Nvidia’s massive $279 billion market value loss reflects a change in investor sentiment. AI, the centrepiece of recent stock market gains, is now facing scepticism as investors question the timeline and profitability of these technologies.

Also, the selloff extended beyond Nvidia, with the PHLX chip index dropping 7.75%, its biggest one-day decline since 2020. This suggests that concerns are not limited to one company but affect the entire semiconductor industry, which is critical to AI development.

Furthermore, the decline followed tepid economic data, indicating that broader economic conditions are starting to weigh on tech stocks. This can impact how tech companies approach their future investments and innovation strategies, particularly in AI.

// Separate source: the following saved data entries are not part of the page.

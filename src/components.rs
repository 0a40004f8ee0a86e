//! Yew view components for the bumper admin page.
//!
//! The helpers at the top are pure render functions; the tab bodies are
//! function components that own their form fields through `use_text_field`.

use crate::hooks::use_text_field;
use bumper_panel::config::{ACTIVE_LINK_CLASS, CONTENT_TAB_CLASS, LOGOUT_PATH};
use bumper_panel::model::{Bootstrap, ConfigForm, Thread, ThreadBook, ThreadDraft, ThreadId, UserForm};
use bumper_panel::notify::Snackbar;
use bumper_panel::tabs::{capitalize_first, TabSwitcher};
use std::rc::Rc;
use web_sys::{HtmlInputElement, HtmlSelectElement, HtmlTextAreaElement};
use yew::prelude::*;

/// Class of a navigation link: `is-active` for the open tab only.
fn nav_link_class(tabs: &TabSwitcher, name: &str) -> &'static str {
    if tabs.is_active(name) {
        ACTIVE_LINK_CLASS
    } else {
        ""
    }
}

/// Inline style of a `content-tab` panel.
fn content_tab_style(tabs: &TabSwitcher, name: &str) -> &'static str {
    if tabs.is_active(name) {
        "display: block"
    } else {
        "display: none"
    }
}

/// Navigation links, one `li > a` per tab; only the active one carries `is-active`.
pub fn render_nav(tabs: &TabSwitcher, on_open: Callback<String>) -> Html {
    html! {
        <ul class="tabs">
            { tabs.tabs().map(|name| {
                let on_open = on_open.clone();
                let target = name.to_string();
                let class = nav_link_class(tabs, name);
                html! {
                    <li>
                        <a class={class} onclick={Callback::from(move |_: MouseEvent| on_open.emit(target.clone()))}>
                            { capitalize_first(name) }
                        </a>
                    </li>
                }
            }).collect::<Html>() }
        </ul>
    }
}

/// Wrap a tab body in its `content-tab` panel; hidden unless active.
pub fn render_content_tab(tabs: &TabSwitcher, name: &str, body: Html) -> Html {
    let style = content_tab_style(tabs, name);
    html! {
        <div class={classes!(CONTENT_TAB_CLASS, name.to_string())} style={style}>
            { body }
        </div>
    }
}

pub fn render_snackbar(bar: &Snackbar) -> Html {
    html! {
        <div id="snackbar" class={bar.class()}>{ bar.message().to_string() }</div>
    }
}

fn prevent_submit(on_submit: Callback<()>) -> Callback<SubmitEvent> {
    Callback::from(move |e: SubmitEvent| {
        e.prevent_default();
        on_submit.emit(());
    })
}

/// Overview of the running bumper.
#[derive(Properties, PartialEq)]
pub struct DashboardProps {
    pub bootstrap: Rc<Bootstrap>,
    pub thread_count: usize,
    pub last_request: Option<String>,
    pub on_load_last_request: Callback<()>,
}

#[function_component(Dashboard)]
pub fn dashboard(props: &DashboardProps) -> Html {
    let data = &props.bootstrap.data;
    let onclick = {
        let on_load = props.on_load_last_request.clone();
        Callback::from(move |_: MouseEvent| on_load.emit(()))
    };
    html! {
        <div class="dashboard">
            <p>{ format!("Logged in as {}", props.bootstrap.username) }
               { " " }<a href={LOGOUT_PATH}>{ "Log out" }</a></p>
            <table class="stats">
                <tr><th>{ "Threads" }</th><td>{ props.thread_count }</td></tr>
                <tr><th>{ "Bumps" }</th><td>{ data.totals.bumps }</td></tr>
                <tr><th>{ "Posts" }</th><td>{ data.totals.posts }</td></tr>
                <tr><th>{ "Started" }</th><td>{ data.start.clone().unwrap_or_else(|| "-".into()) }</td></tr>
                <tr><th>{ "Last bump" }</th><td>{ data.last_bump.clone().unwrap_or_else(|| "never".into()) }</td></tr>
            </table>
            <button type="button" {onclick}>{ "Load last request" }</button>
            if let Some(text) = &props.last_request {
                <pre class="last-request">{ text.clone() }</pre>
            }
        </div>
    }
}

/// Bump/post delay and default message.
#[derive(Properties, PartialEq)]
pub struct ConfigTabProps {
    pub initial: ConfigForm,
    pub on_submit: Callback<ConfigForm>,
}

#[function_component(ConfigTab)]
pub fn config_tab(props: &ConfigTabProps) -> Html {
    let bump_delay = use_text_field(props.initial.bump_delay.clone());
    let post_delay = use_text_field(props.initial.post_delay.clone());
    let default_message = use_text_field(props.initial.default_message.clone());

    let onsubmit = {
        let on_submit = props.on_submit.clone();
        let form = ConfigForm {
            bump_delay: bump_delay.text.clone(),
            post_delay: post_delay.text.clone(),
            default_message: default_message.text.clone(),
        };
        prevent_submit(Callback::from(move |_| on_submit.emit(form.clone())))
    };

    html! {
        <form {onsubmit}>
            <label>{ "Bump delay (seconds)" }
                <input name="bump_delay" value={bump_delay.text.clone()} oninput={bump_delay.on_input.clone()} />
            </label>
            <label>{ "Post delay (seconds)" }
                <input name="post_delay" value={post_delay.text.clone()} oninput={post_delay.on_input.clone()} />
            </label>
            <label>{ "Default message" }
                <textarea name="default_message" value={default_message.text.clone()} oninput={default_message.on_textarea.clone()} />
            </label>
            <button type="submit">{ "Save" }</button>
        </form>
    }
}

/// Account name and password change.
#[derive(Properties, PartialEq)]
pub struct UserTabProps {
    pub initial: UserForm,
    pub on_submit: Callback<UserForm>,
}

#[function_component(UserTab)]
pub fn user_tab(props: &UserTabProps) -> Html {
    let username = use_text_field(props.initial.username.clone());
    let old_password = use_text_field(String::new());
    let new_password = use_text_field(String::new());

    let onsubmit = {
        let on_submit = props.on_submit.clone();
        let form = UserForm {
            username: username.text.clone(),
            old_password: old_password.text.clone(),
            new_password: new_password.text.clone(),
        };
        prevent_submit(Callback::from(move |_| on_submit.emit(form.clone())))
    };

    html! {
        <form {onsubmit}>
            <label>{ "Username" }
                <input name="username" value={username.text.clone()} oninput={username.on_input.clone()} />
            </label>
            <label>{ "Current password" }
                <input type="password" name="old-password" value={old_password.text.clone()} oninput={old_password.on_input.clone()} />
            </label>
            <label>{ "New password" }
                <input type="password" name="new-password" value={new_password.text.clone()} oninput={new_password.on_input.clone()} />
            </label>
            <button type="submit">{ "Update" }</button>
        </form>
    }
}

/// Thread picker, one detail panel per thread, and the add-thread form.
#[derive(Properties, PartialEq)]
pub struct ThreadsTabProps {
    pub book: ThreadBook,
    pub on_select: Callback<ThreadId>,
    pub on_draft: Callback<(ThreadId, ThreadDraft)>,
    pub on_save: Callback<()>,
    pub on_delete: Callback<()>,
    pub on_create: Callback<Thread>,
}

#[function_component(ThreadsTab)]
pub fn threads_tab(props: &ThreadsTabProps) -> Html {
    let onchange = {
        let on_select = props.on_select.clone();
        Callback::from(move |e: Event| {
            let select: HtmlSelectElement = e.target_unchecked_into();
            on_select.emit(ThreadId::new(select.value()));
        })
    };
    let selected = props.book.selected_id().cloned();

    let on_delete = {
        let on_delete = props.on_delete.clone();
        Callback::from(move |_: MouseEvent| on_delete.emit(()))
    };

    html! {
        <div class="threads">
            <select name="thread" {onchange}>
                { props.book.iter().map(|entry| html! {
                    <option value={entry.id.to_string()}
                            class={entry.id.css_class()}
                            selected={selected.as_ref() == Some(&entry.id)}>
                        { entry.label.clone() }
                    </option>
                }).collect::<Html>() }
            </select>
            <form onsubmit={prevent_submit(props.on_save.clone())}>
                { props.book.iter().map(|entry| {
                    let display = if props.book.is_panel_visible(&entry.id) { "display: inline" } else { "display: none" };
                    let on_name = {
                        let on_draft = props.on_draft.clone();
                        let id = entry.id.clone();
                        let draft = entry.draft.clone();
                        Callback::from(move |e: InputEvent| {
                            let input: HtmlInputElement = e.target_unchecked_into();
                            on_draft.emit((id.clone(), ThreadDraft { name: input.value(), ..draft.clone() }));
                        })
                    };
                    let on_message = {
                        let on_draft = props.on_draft.clone();
                        let id = entry.id.clone();
                        let draft = entry.draft.clone();
                        Callback::from(move |e: InputEvent| {
                            let area: HtmlTextAreaElement = e.target_unchecked_into();
                            on_draft.emit((id.clone(), ThreadDraft { message: area.value(), ..draft.clone() }));
                        })
                    };
                    html! {
                        <div class={entry.id.css_class()} style={display}>
                            <input name="name" value={entry.draft.name.clone()} oninput={on_name} />
                            <textarea name="message" value={entry.draft.message.clone()} oninput={on_message} />
                        </div>
                    }
                }).collect::<Html>() }
                <button type="submit">{ "Save thread" }</button>
                <button type="button" class="danger" onclick={on_delete}>{ "Delete thread" }</button>
            </form>
            <NewThreadForm on_create={props.on_create.clone()} />
        </div>
    }
}

#[derive(Properties, PartialEq)]
pub struct NewThreadFormProps {
    pub on_create: Callback<Thread>,
}

#[function_component(NewThreadForm)]
pub fn new_thread_form(props: &NewThreadFormProps) -> Html {
    let id = use_text_field(String::new());
    let name = use_text_field(String::new());
    let message = use_text_field(String::new());

    let onsubmit = {
        let on_create = props.on_create.clone();
        let thread = Thread {
            id: ThreadId::new(id.text.trim()),
            name: name.text.clone(),
            message: message.text.clone(),
        };
        let clear = [id.set_text.clone(), name.set_text.clone(), message.set_text.clone()];
        prevent_submit(Callback::from(move |_| {
            if thread.id.as_str().is_empty() {
                return;
            }
            on_create.emit(thread.clone());
            for setter in &clear {
                setter.emit(String::new());
            }
        }))
    };

    html! {
        <form class="new-thread" {onsubmit}>
            <h3>{ "Add thread" }</h3>
            <input placeholder="Thread id" value={id.text.clone()} oninput={id.on_input.clone()} />
            <input placeholder="Name" value={name.text.clone()} oninput={name.on_input.clone()} />
            <textarea placeholder="Message" value={message.text.clone()} oninput={message.on_textarea.clone()} />
            <button type="submit">{ "Add" }</button>
        </form>
    }
}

Other major tech companies, like Intel, Microsoft, and Alphabet, have also been affected by AI-related uncertainty. Intel’s restructuring plans and Microsoft and Alphabet’s stock declines after their July reports indicate that the AI-fueled boom might face challenges across the industry.

Jennifer-Yu

Jennifer Yu

Jennifer Yu is a junior reporter at BTW Media covering artificial intelligence and products. She graduated from The University of Hong Kong. Send tips to j.yu@btw.media.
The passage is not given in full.